As the celebration of the birthday of the Lord Jesus Christ and New Year approach, a lot have been put in place globally for the preparation. One of which is to celebrate with one another by giving out gift items especially to masses. In advanced countries, yuletide is a charitable season, where goods are discounted. Particularly food items, home appliances and many more. In fact, in some cases, multinational companies also seek the season to appreciate its clienteles. But all these become mere history in the ears of self-serving Nigerians who picture the season in their minds as a period to enrich their pockets and inconvenient others.

 

These claims usually occur among the less educated Nigerians and some other industries that the government has control over. A good example of this is the increment in lubricant price allegedly magnified by big players in that sector without the government’s knowledge. Lately in Nigeria, starting from about 10 years ago, fuel scarcity has been a force to reckon with in Decembers either from the government or independent marketers, hoarding the fuel to create an impression that it is hard to get crude from the market. This, will automatically enable them peddle the oil at a price of their choice. This will not only inconvenient people but generate unnecessary traffic across the country especially in some commercial states like Lagos, Oyo, Ogun, Benin city, Port-Harcourt, Warri, Kano, Kaduna and Abuja.

 

Another crucial sector seeking the government’s attention, not just during any season but at all times, is the transportation industry. In Lagos for example, anytime it rains or there is traffic which may not last for an hour, you will be overwhelmed with the crowd, standing at different bus terminals, hoping to see a bus going to their various destinations. The exercise may take quite a few hours and peradventure, after getting one, the price will totally be outrageous and when asked, you get trivial responses from the conductor and his driver.

 

It will not be fair enough, if the roles of traders and market women are not mentioned in the list of Nigerians making Christmas a hard time for people.

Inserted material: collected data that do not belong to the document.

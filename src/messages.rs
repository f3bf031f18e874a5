//! Message definitions for communication between the widget and the audio thread.
//!
//! This module defines the enum that serves as the wire format for messages passed through the
//! ring buffer between the UI thread and the real-time audio thread.

use std::sync::Arc;

/// A decoded sample, interleaved at the output channel count and rate.
#[derive(Debug, Clone)]
pub struct SampleBuffer {
    pub channels: usize,
    pub samples: Arc<[f32]>,
}

impl SampleBuffer {
    /// Number of frames in the buffer.
    pub fn frames(&self) -> usize {
        if self.channels == 0 {
            return 0;
        }
        self.samples.len() / self.channels
    }
}

/// Message that is emitted from the UI side.
#[derive(Debug, Clone)]
pub enum ControlMessage {
    /// Publish a decoded sample into a pad slot.
    ///
    /// # Parameters
    /// * `id` - Pad index (0..9)
    /// * `sample` - Pre-decoded immutable sample buffer (shared handle)
    LoadSample { id: usize, sample: SampleBuffer },

    /// Restart a pad's voice from its first frame.
    ///
    /// # Parameters
    /// * `id` - Pad index
    /// * `volume` - Playback volume captured at trigger time (0.0 to 1.0)
    PlayPad { id: usize, volume: f32 },

    /// Silence every pad.
    StopAll(),
}
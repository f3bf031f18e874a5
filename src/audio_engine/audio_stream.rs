//! Audio Stream Module
//!
//! This module handles CPAL audio stream management including:
//! - Stream initialization and configuration
//! - Audio callback setup
//! - Real-time message processing

use cpal::traits::{DeviceTrait, HostTrait, StreamTrait};
use cpal::{BufferSize, Stream, StreamConfig};
use rtrb::{Producer, RingBuffer};
use std::sync::{Arc, Mutex};

use crate::audio_engine::constants::{COMMAND_QUEUE_CAPACITY, OUTPUT_BUFFER_FRAMES};
use crate::audio_engine::errors::EngineError;
use crate::audio_engine::mixer::RtMixer;
use crate::messages::ControlMessage;

/// Handle to the audio stream with its command channel
pub struct AudioStreamHandle {
    pub stream: Stream,
    pub producer: Arc<Mutex<Producer<ControlMessage>>>,
    pub output_channels: usize,
    pub output_sample_rate: u32,
}

/// Create and configure the audio stream
///
/// This function:
/// 1. Opens the default output device
/// 2. Creates the ring buffer carrying pad commands to the audio thread
/// 3. Initializes the mixer
/// 4. Builds and returns the (paused) audio stream
pub fn create_audio_stream() -> Result<AudioStreamHandle, EngineError> {
    let host = cpal::default_host();
    let device = host.default_output_device().ok_or(EngineError::NoDevice)?;

    let config = device.default_output_config()?;
    let sample_rate = config.sample_rate();
    let channels = config.channels();

    log::info!(
        "Starting drum machine audio... ({} ch@{} Hz)",
        channels,
        sample_rate
    );

    let (producer, mut consumer) = RingBuffer::new(COMMAND_QUEUE_CAPACITY);

    let mut mixer = RtMixer::new(channels as usize);
    let output_channels = mixer.channels();

    let stream_config = StreamConfig {
        channels,
        sample_rate,
        buffer_size: BufferSize::Fixed(OUTPUT_BUFFER_FRAMES),
    };

    let stream = device.build_output_stream(
        &stream_config,
        move |data: &mut [f32], _: &cpal::OutputCallbackInfo| {
            while let Ok(message) = consumer.pop() {
                mixer.handle(message);
            }

            mixer.render(data);
        },
        |err| {
            log::error!("Audio stream error: {}", err);
        },
        None,
    )?;

    Ok(AudioStreamHandle {
        stream,
        producer: Arc::new(Mutex::new(producer)),
        output_channels,
        output_sample_rate: sample_rate,
    })
}

/// Start playing the audio stream
pub fn start_stream(stream: &Stream) -> Result<(), EngineError> {
    stream.play()?;
    Ok(())
}

#[cfg(test)]
mod tests {
    use super::*;

    #[test]
    fn test_audio_stream_creation() {
        // Actual stream creation requires audio hardware.
        if cpal::default_host().default_output_device().is_none() {
            return;
        }

        // Headless CI machines may expose a device that still refuses a
        // stream; only a successful handle is checked.
        if let Ok(handle) = create_audio_stream() {
            assert!(handle.output_channels > 0);
            assert!(handle.output_sample_rate > 0);
        }
    }
}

This is because they are the force of all seasons. You will quite agree that at all Festive seasons {Christmas, New Year, Easter and especially Salah celebration} the traders and market women always increase the price of their goods, without any tangible reason.

 

One becomes frantic and frustrated because the goods are very essential to him/her but they are not affordable. At this point, a frustrated person may think otherwise and be lured into ungodly acts to make money, in order for the unaffordable goods become cheaper to him or her.

 

Those in the clothing and textile industry are not left out in this wicked act. Before yuletide, clothes, either locally made or foreign attires are always affordable between January and November, because the people patronizing them within that period do that by choice not priority. Some even go to them whenever they have family functions. Immediately after the yuletide comes, the clothing prices sky rocket.

 

Asking them why the goods are too expensive, they most time respond that they are collecting yuletide money “Owo Odun”. Forgetting the fact that the people buying these {goods, petroleum products or boarding public transports} didn’t receive “Owo Odun” from their various employers. The area in which the Federal Government of Nigeria and even state governments are lagging behind is decision making on some important national issues that will affect Nigerians positively.

 

In a situation where some filling stations are inflating the price of petrol without the government’s idea, it will be nice if such stations are shut down immediately while their licenses are revoked. The honourable minister for Transportation and Commissioner for transportation in every state in Nigeria should endeavor to monitor the activities running in each area of their states from time to time.

 

For instance, Oshodi to Iyana Oworo/New Garage initially has a fixed price of N50 but as soon as December syndrome kicked off, it has now escalated to N100 while some buses demands N200 whenever there is a heavy traffic. In this case, if the commissioner for transportation in Lagos state has been monitoring this pricing activity even before now, the zonal chairman of the terminal would be expected to be sacked or shut down such terminal.

 

One of the excuses given by traders and market women during festive season is that, there is always increment in transportation that conveys the goods to where they will be sold. The textile and clothing industry sometimes also complain of such. Invariably, government policy in the transportation industry is key to achieving a worthy and less expensive yuletide celebration.